Has the Rise in Music Streaming Made Songs Shorter?

Joe Henry-Penrose

Introduction:

Lil Nas X’s hit “Old Town Road” took global charts by storm in April and May of 2019. Immediately, the song struck me as interesting—it’s by an unknown artist, Lil Nas X bought the beat from someone he’d never met, and to top it off there was a massive fiasco surrounding the song’s status as country or rap. The most interesting thing is the structure and how short the song is. “Old Town Road” ends with only one run through of its incredibly catchy chorus, rather than following most pop songs and their incessant repetition. Listeners don’t get the full satisfaction of listening to the song once, they need to stream it again to get their shot of yeehaw.

Tierra Whack's Whack World also showed this shift to shorter songs through its medium. Whack shared the audio/visual album through Instagram, with each song lasting only 90 seconds. Projects such as these push the boundries of art within technology and beg the question of what effect medium has on art. Further, this has caused many to question if our attention spans for media has decreased.

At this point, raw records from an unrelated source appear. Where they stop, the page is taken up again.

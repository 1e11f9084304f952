//! Self-test of the landscape's mirror symmetry.
//!
//! Swapping the two moving tones leaves the roughness of a triad unchanged,
//! so a correct grid satisfies `z(x, y) ≈ z(y, x)` wherever both axes overlap.
use rand::rngs::StdRng;
use rand::{Rng, SeedableRng};
use serde::{Deserialize, Serialize};

use crate::field::ScalarField;

/// Denominator floor for relative errors.
const REL_EPS: f64 = 1e-12;

#[derive(Debug, Clone, Copy, PartialEq, Serialize, Deserialize)]
#[serde(rename_all = "camelCase")]
pub struct SymmetryReport {
    /// Sample pairs that could be compared.
    pub samples: usize,
    pub max_error: f64,
    pub avg_error: f64,
    pub tolerance: f64,
    pub passed: bool,
}

/// Compare `z(x, y)` with `z(y, x)` at `samples` seeded random points of the
/// overlapping axis range, using bilinear interpolation. Errors are relative
/// to the larger magnitude of the two values.
pub fn symmetry_check(field: &ScalarField, samples: usize, seed: u64, tolerance: f64) -> SymmetryReport {
    let mut report = SymmetryReport { samples: 0, max_error: 0.0, avg_error: 0.0, tolerance, passed: false };
    let (Some(&x0), Some(&x1), Some(&y0), Some(&y1)) =
        (field.xs.first(), field.xs.last(), field.ys.first(), field.ys.last())
    else {
        return report;
    };
    let (lo, hi) = (x0.max(y0), x1.min(y1));
    if !(lo.is_finite() && hi.is_finite()) || lo > hi {
        log::debug!("symmetry check skipped: axes do not overlap");
        return report;
    }

    let mut rng = StdRng::seed_from_u64(seed);
    let mut sum = 0.0;
    for _ in 0..samples {
        let u = rng.gen_range(lo..=hi);
        let v = rng.gen_range(lo..=hi);
        let (Some(a), Some(b)) = (field.sample(u, v), field.sample(v, u)) else { continue };
        if !(a.is_finite() && b.is_finite()) {
            continue;
        }
        let err = (a - b).abs() / a.abs().max(b.abs()).max(REL_EPS);
        report.max_error = report.max_error.max(err);
        sum += err;
        report.samples += 1;
    }
    if report.samples > 0 {
        report.avg_error = sum / report.samples as f64;
        report.passed = report.max_error <= tolerance;
    }
    report
}

#[cfg(test)]
mod tests {
    use super::*;

    fn field(f: impl Fn(f64, f64) -> f64) -> ScalarField {
        let axis: Vec<f64> = (0..9).map(|i| 1.0 + i as f64 / 8.0).collect();
        let data = axis.iter().flat_map(|&y| axis.iter().map(move |&x| (x, y))).map(|(x, y)| f(x, y)).collect();
        ScalarField::new(data, axis.clone(), axis.clone(), axis.clone(), axis)
    }

    #[test]
    fn symmetric_field_passes() {
        let r = symmetry_check(&field(|x, y| x * y + (x - y).powi(2)), 200, 7, 1e-9);
        assert_eq!(r.samples, 200);
        assert!(r.passed, "{r:?}");
        assert!(r.max_error < 1e-12);
    }

    #[test]
    fn asymmetric_field_fails() {
        let r = symmetry_check(&field(|x, _| x), 200, 7, 1e-3);
        assert!(!r.passed);
        assert!(r.max_error > 1e-2);
    }

    #[test]
    fn seed_makes_report_repeatable() {
        let f = field(|x, y| x.sin() + y * 0.5);
        assert_eq!(symmetry_check(&f, 50, 42, 0.1), symmetry_check(&f, 50, 42, 0.1));
    }

    #[test]
    fn disjoint_axes_report_no_samples() {
        let f = ScalarField::new(vec![1.0; 4], vec![1.0, 1.5], vec![2.0, 3.0], vec![0.0, 1.0], vec![0.0, 1.0]);
        let r = symmetry_check(&f, 10, 1, 0.1);
        assert_eq!(r.samples, 0);
        assert!(!r.passed);
    }
}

While this may be due to the young rapper trying something new, this also signals a shift in the recording industry to a streaming-first mentality. According to Spotify, a stream is counted as playing a song for over 30 seconds. In terms of “Old Town Road,” this means that there will be more plays due to this need to hear the song for a second time. This is helped by the song’s short duration—1:53 for the original and 2:37 for Billy Ray Cyrus’s remix—and by having two versions of the song.

Spotify’s 30-second steaming definition also points towards an overall shift to shorter songs. If nine and 12-minute songs are paid the same amount as a one minute song, why would labels pay for long songs that make them less money? Ethics aside, I wanted to search and see if this was true; has a rise in streaming resulted in a reduction in song durations for the Billboard Top 100? Further, does this differ for number one songs and by genre?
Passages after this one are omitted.